I asked him,dearest, do you feel depressed?
He nodded  with a gravity like lead
While nurses gossiped,he was lonely left

Then I realised   my  wifely task
I was even asked to lift him to his bed
No longer  as my bridegroom at the feast

The loss of dignity, the face unread
The  blindness of the staff,  the broken head
His face was black, he fell against my breast
While nurses gossiped,he was fading fast

 

 

My first attempt: wind and eye

An ancient one roomed building was  once home
Lit and warmed by fire,heat upward flowed
The smoke escaped  through one small  hole or “eye”
The winter wind  would fight to get inside.
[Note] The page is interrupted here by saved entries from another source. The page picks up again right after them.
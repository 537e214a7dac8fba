use colored::Colorize;
use env_logger::Builder;
use log::Level;
use std::io::Write;

/// Install the binary's logger. Library code only uses the `log` macros; embedding programs
/// bring their own logger instead of calling this.
pub fn setup_logging(verbose: bool) {
    use log::LevelFilter;

    let level = if verbose {
        LevelFilter::Debug
    } else {
        LevelFilter::Info
    };

    let _ = Builder::from_default_env()
        .filter_level(LevelFilter::Warn) // Default: only warnings from dependencies
        .filter_module(env!("CARGO_PKG_NAME"), level)
        .format(|buf, record| {
            let name = env!("CARGO_PKG_NAME");
            let thread = std::thread::current();
            let thread_name = thread.name().unwrap_or("main");
            let line = match record.level() {
                Level::Error | Level::Warn => {
                    let level_str = match record.level() {
                        Level::Warn => "WARN".yellow(),
                        Level::Error => "ERROR".red(),
                        _ => unreachable!(),
                    };
                    let path = record.target().to_string().white();
                    format!(
                        "[{} {} {} {}] {}",
                        name.cyan(),
                        level_str,
                        path,
                        thread_name.dimmed(),
                        record.args()
                    )
                }
                _ => format!("[{} {}] {}", name.cyan(), thread_name.dimmed(), record.args()),
            };
            writeln!(buf, "{}", line)
        })
        .try_init();
}
//! Producer: iterate the source (optionally shuffled, optionally forever) into the input channel.

use log::{debug, warn};
use rand::SeedableRng;
use rand::rngs::StdRng;
use rand::seq::SliceRandom;
use std::panic::{self, AssertUnwindSafe};
use std::thread::{self, JoinHandle};

use crate::FailureKind;
use crate::error::PipelineError;
use crate::filter::should_skip;
use crate::observer::LifecycleEvent;
use crate::source::Source;
use crate::utils::config::PackagePaths;

use super::channel::BoundedChannel;
use super::context::ProducerContext;
use super::workers::panic_message;

/// How one pass over the source ended.
pub enum PassOutcome {
    /// Source exhausted after pushing `pushed` items.
    Completed { pushed: usize },
    /// Opening or iterating the source failed.
    Failed { pushed: usize, msg: String },
    /// Input channel closed under us: the pipeline is stopping.
    Closed { pushed: usize },
}

pub fn spawn_producer<I>(
    input: BoundedChannel<I>,
    ctx: ProducerContext<I>,
) -> Result<JoinHandle<usize>, PipelineError>
where
    I: Clone + Send + Sync + 'static,
{
    let name = PackagePaths::get().producer_thread_name().to_string();
    thread::Builder::new()
        .name(name.clone())
        .spawn(move || {
            let pushed = run_produce_loop(&input, &ctx);
            ctx.observer
                .on_event(&LifecycleEvent::ProducerStopped { pushed });
            pushed
        })
        .map_err(|_| PipelineError::Spawn(name))
}

/// Run passes until the source is exhausted (no repeat), fails, or the channel closes.
/// Pushes exactly one `End` unless the channel was closed. Returns the number of items pushed.
pub fn run_produce_loop<I: Clone>(input: &BoundedChannel<I>, ctx: &ProducerContext<I>) -> usize {
    let mut rng = StdRng::seed_from_u64(ctx.shuffle_seed);
    if ctx.shuffle && !ctx.source.is_materialized() {
        warn!("shuffle is not supported for stream sources; items keep source order");
    }

    let mut pushed = 0_usize;
    let mut passes = 0_usize;
    loop {
        passes += 1;
        match run_pass(input, ctx, &mut rng) {
            PassOutcome::Completed { pushed: n } => {
                pushed += n;
                if !ctx.repeat {
                    break;
                }
                if n == 0 {
                    warn!("source produced no items in a pass; not repeating");
                    break;
                }
            }
            PassOutcome::Failed { pushed: n, msg } => {
                pushed += n;
                ctx.observer
                    .on_event(&LifecycleEvent::SourceFailed { message: msg.clone() });
                ctx.failures.record(FailureKind::Source, None, msg);
                break;
            }
            PassOutcome::Closed { pushed: n } => {
                debug!("producer: input closed during pass {}", passes);
                return pushed + n;
            }
        }
    }
    debug!("producer: {} items over {} pass(es), sending end", pushed, passes);
    // A close racing this is expected during stop.
    let _ = input.put_end();
    pushed
}

/// One pass over the source. A panic in the source iterator or the input filter ends the pass
/// as a failure instead of taking the producer thread down without an `End`.
fn run_pass<I: Clone>(
    input: &BoundedChannel<I>,
    ctx: &ProducerContext<I>,
    rng: &mut StdRng,
) -> PassOutcome {
    let mut pushed = 0_usize;
    let outcome = panic::catch_unwind(AssertUnwindSafe(|| {
        iterate_source(input, ctx, rng, &mut pushed)
    }));
    match outcome {
        Ok(outcome) => outcome,
        Err(payload) => PassOutcome::Failed {
            pushed,
            msg: format!("source panicked: {}", panic_message(payload.as_ref())),
        },
    }
}

fn iterate_source<I: Clone>(
    input: &BoundedChannel<I>,
    ctx: &ProducerContext<I>,
    rng: &mut StdRng,
    pushed: &mut usize,
) -> PassOutcome {
    let mut offer = |item: I| -> bool {
        if should_skip(ctx.skip_input.as_ref(), &item) {
            return true;
        }
        if input.put(item).is_err() {
            return false;
        }
        *pushed += 1;
        true
    };

    match &ctx.source {
        Source::Materialized(items) => {
            let mut order: Vec<usize> = (0..items.len()).collect();
            if ctx.shuffle {
                order.shuffle(rng);
            }
            for idx in order {
                if !offer(items[idx].clone()) {
                    return PassOutcome::Closed { pushed: *pushed };
                }
            }
        }
        Source::Stream(open) => {
            let stream = match open() {
                Ok(stream) => stream,
                Err(e) => {
                    return PassOutcome::Failed {
                        pushed: *pushed,
                        msg: format!("open source: {:#}", e),
                    };
                }
            };
            for result in stream {
                match result {
                    Ok(item) => {
                        if !offer(item) {
                            return PassOutcome::Closed { pushed: *pushed };
                        }
                    }
                    Err(e) => {
                        return PassOutcome::Failed {
                            pushed: *pushed,
                            msg: format!("{:#}", e),
                        };
                    }
                }
            }
        }
    }
    PassOutcome::Completed { pushed: *pushed }
}
//! Wayplan - progressive itinerary planner
//!
//! CLI entry point for planning trips and following remote streams.

use std::fs;
use std::path::PathBuf;
use std::sync::Arc;
use std::time::Duration;

use chrono::NaiveDate;
use clap::Parser;
use daycache::DayCache;
use eyre::{Context, Result};
use tokio::sync::mpsc;
use tracing::{debug, info, warn};

use wayplan::cli::{Cli, Command, render_event, render_summary};
use wayplan::config::Config;
use wayplan::consumer::{ConsumerPhase, StreamConsumer};
use wayplan::domain::TripParams;
use wayplan::generator::SampleGenerator;
use wayplan::producer::StreamProducer;
use wayplan::stream::{StreamEvent, client, sse};

fn setup_logging(cli_log_level: Option<&str>) -> Result<()> {
    let log_dir = dirs::data_local_dir()
        .unwrap_or_else(|| PathBuf::from("."))
        .join("wayplan")
        .join("logs");

    fs::create_dir_all(&log_dir).context("Failed to create log directory")?;

    let level = match cli_log_level.map(str::to_uppercase).as_deref() {
        Some("TRACE") => tracing::Level::TRACE,
        Some("DEBUG") => tracing::Level::DEBUG,
        Some("INFO") | None => tracing::Level::INFO,
        Some("WARN") | Some("WARNING") => tracing::Level::WARN,
        Some("ERROR") => tracing::Level::ERROR,
        Some(other) => {
            eprintln!("Warning: Unknown log-level '{other}', defaulting to INFO");
            tracing::Level::INFO
        }
    };

    let log_file = fs::File::create(log_dir.join("wp.log")).context("Failed to create log file")?;

    tracing_subscriber::fmt()
        .with_writer(log_file)
        .with_ansi(false)
        .with_env_filter(tracing_subscriber::EnvFilter::from_default_env().add_directive(level.into()))
        .init();

    info!("Logging initialized (level: {:?})", level);
    Ok(())
}

#[tokio::main]
async fn main() -> Result<()> {
    let cli = Cli::parse();

    setup_logging(cli.log_level.as_deref()).context("Failed to setup logging")?;

    let config = Config::load(cli.config.as_ref()).context("Failed to load configuration")?;
    config.validate()?;

    debug!("main: dispatching command");
    match cli.command {
        Command::Plan {
            destination,
            start,
            days,
            budget,
            travelers,
            preferences,
            trip_id,
            no_cache,
            json,
        } => {
            let params = TripParams {
                trip_id: trip_id.unwrap_or_else(|| derive_trip_id(&destination, start)),
                destination,
                start_date: start,
                total_days: days,
                travelers,
                budget,
                preferences,
            };
            cmd_plan(&config, params, no_cache, json).await
        }
        Command::Follow { url, json } => cmd_follow(&config, &url, json).await,
    }
}

/// Stable default trip id so repeated runs hit the same cache entries
fn derive_trip_id(destination: &str, start: NaiveDate) -> String {
    let slug: String = destination
        .to_lowercase()
        .chars()
        .map(|c| if c.is_alphanumeric() { c } else { '-' })
        .collect();
    format!("{}-{start}", slug.trim_matches('-'))
}

/// Run producer and consumer in-process over one channel
async fn cmd_plan(config: &Config, params: TripParams, no_cache: bool, json: bool) -> Result<()> {
    if params.total_days == 0 {
        return Err(eyre::eyre!("--days must be at least 1"));
    }
    if params.budget <= 0.0 {
        return Err(eyre::eyre!("--budget must be positive"));
    }

    info!(trip_id = %params.trip_id, days = params.total_days, "cmd_plan: starting session");

    let cache = if config.cache.enabled && !no_cache {
        let path = config.cache.resolved_path();
        match DayCache::open(&path) {
            Ok(cache) => Some(Arc::new(cache)),
            Err(e) => {
                warn!(path = %path.display(), error = %e, "cmd_plan: cache unavailable, continuing without");
                None
            }
        }
    } else {
        None
    };

    let generator = Arc::new(SampleGenerator::with_delay(Duration::from_millis(config.generator.day_delay_ms)));
    let producer = StreamProducer::new(generator, cache, config);
    let (tx, rx) = mpsc::channel(config.stream.channel_capacity);

    let trip_id = params.trip_id.clone();
    let session = tokio::spawn(async move { producer.run(params, tx).await });

    let consumer = consume(rx, &trip_id, json).await?;

    if let Ok(Err(e)) = session.await
        && !e.is_cancellation()
    {
        warn!(error = %e, "cmd_plan: producer ended abnormally");
    }

    finish(consumer, json)
}

/// Consume a remote SSE stream
async fn cmd_follow(config: &Config, url: &str, json: bool) -> Result<()> {
    info!(url, "cmd_follow: connecting");

    let (tx, rx) = mpsc::channel(config.stream.channel_capacity);
    let endpoint = url.to_string();
    let connection = tokio::spawn(async move { client::follow(&endpoint, tx).await });

    let consumer = consume(rx, url, json).await?;

    if let Ok(Err(e)) = connection.await
        && !e.is_cancellation()
    {
        warn!(error = %e, "cmd_follow: stream ended abnormally");
    }

    finish(consumer, json)
}

/// Drain the event channel, printing each event as it arrives
async fn consume(mut rx: mpsc::Receiver<StreamEvent>, trip_id: &str, json: bool) -> Result<StreamConsumer> {
    let mut consumer = StreamConsumer::new();
    consumer.start(trip_id);

    while let Some(event) = rx.recv().await {
        if json {
            print!("{}", sse::encode(&event)?);
        } else {
            render_event(&event);
        }
        consumer.apply(event);
        if consumer.phase().is_terminal() {
            break;
        }
    }
    consumer.stream_closed();

    Ok(consumer)
}

fn finish(consumer: StreamConsumer, json: bool) -> Result<()> {
    if !json {
        render_summary(&consumer);
    }
    match consumer.phase() {
        ConsumerPhase::Error => {
            let message = consumer
                .errors()
                .last()
                .map_or_else(|| "session failed".to_string(), |e| e.message.clone());
            Err(eyre::eyre!(message))
        }
        _ => Ok(()),
    }
}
Like a human eye, it was a breach
The bones of head and face allow this reach
We must see out and not live all within
Wolves, those metaphors. might  bite our skin

Enclosed spaces need  selected gaps
Few would enjoy choking in a trap.
We need a way to breath, to see, to touch
Sophisticated means, this eye  to watch

Sitting round the fire we hear  Wind howl
Through the eye, we see the moon,our jewel

 

Entertainment,sadism, power

On a hilltop not so far from Rhyl
Mother took us to the Zoo as Mothers will
The wind was strong and cold, the air was harsh
Although it was in August, not in March

Vultures  in enclosures   chained by leg
Like convicts in a prison   full of dread
When they vainly  tried to  get away
I felt their faith and hope dismayed

Who had chosen birds like these to show?
Even God himself would never know
Entertainment,sadism, power
Making people pay  and  children cower

When we got back  to the station I was sick
What cruel minds  played such a trick?

I dream into your mind

I wish I were at Whitby by your side
From the Abbey Steps  we saw the.whole
The sound of gulls aswirling round our minds

The atmosphere of Yorkshire  blunt and kind
Salty  air,the North Sea,winds that groan
I wish I were at Whitby by your side

See the children taking donkey rides
The fishermen look   anxious , happy, worn,
The sound of gulls  is  swirling round my mind

From Saltburn,Staithes to Bempton bold cliffs   rise 
Then Bridlingon where Hockney was a boy
I wish I were at  any by your side

The two weeks break seemed long when we arrived
Now all my past seems like an old map torn
The sound of gulls  is   ccalling you to mind

To be in Whitby and to be alone
The pie shop’s open yet I feel forlorn
 I wish we were at Whitby side by side
The sun and air, I dream into your mind

 

Like an oboe singing as I pray

Precisely when we fell in love’s unclear
I knew your humour and  your eager ways
I  can’t imagine  when you were not dear

The deeper is the love, the more the fear
That one  must go, the other one must  stay
Exactly when we fell in love’s unclear

All alone, it is your voice I hear
Like an oboe singing as I pray
I  can’t imagine  when you were not dear

I see you in the room I know you’re here
I must not look, or I shall have to pay
Exactly when we fell in love’s unclear

I see your head  lean onto mine so near
From my reverie I must not stray
I  can’t imagine  when you were not dear

As we ambled, wandered on  our way
I did not know the ending of our Play
Precisely when we fell in love’s unclear
From this world’s creation, you were dear

 

 

Evolution, accident, who cares?

The Enlightment   brought  error and despair
Science can’t give  a meaning to our lives
In two World Wars we seem to make that clear

Satan looked out  puzzled from his  lair
The evil done by men was a surprise
The Enlightment   brought  error and despair

The fabric of the world  is ripped and torn
The war between the wealthy never dies
In two World Wars we seem to make that clear

Evolution, accident, who cares
With the  pill ,no woman  can deny
The Enlightment   brought  error and despair

Now we shop while wearing our nightmares
Haunted faces lifted  with no pride
In two World Wars we seem to  have that clear

Jesus in his wooden tower sighs
Almost human, he has turned away
The Enlightment   brought  error and despair
After two World Wars what else is clear?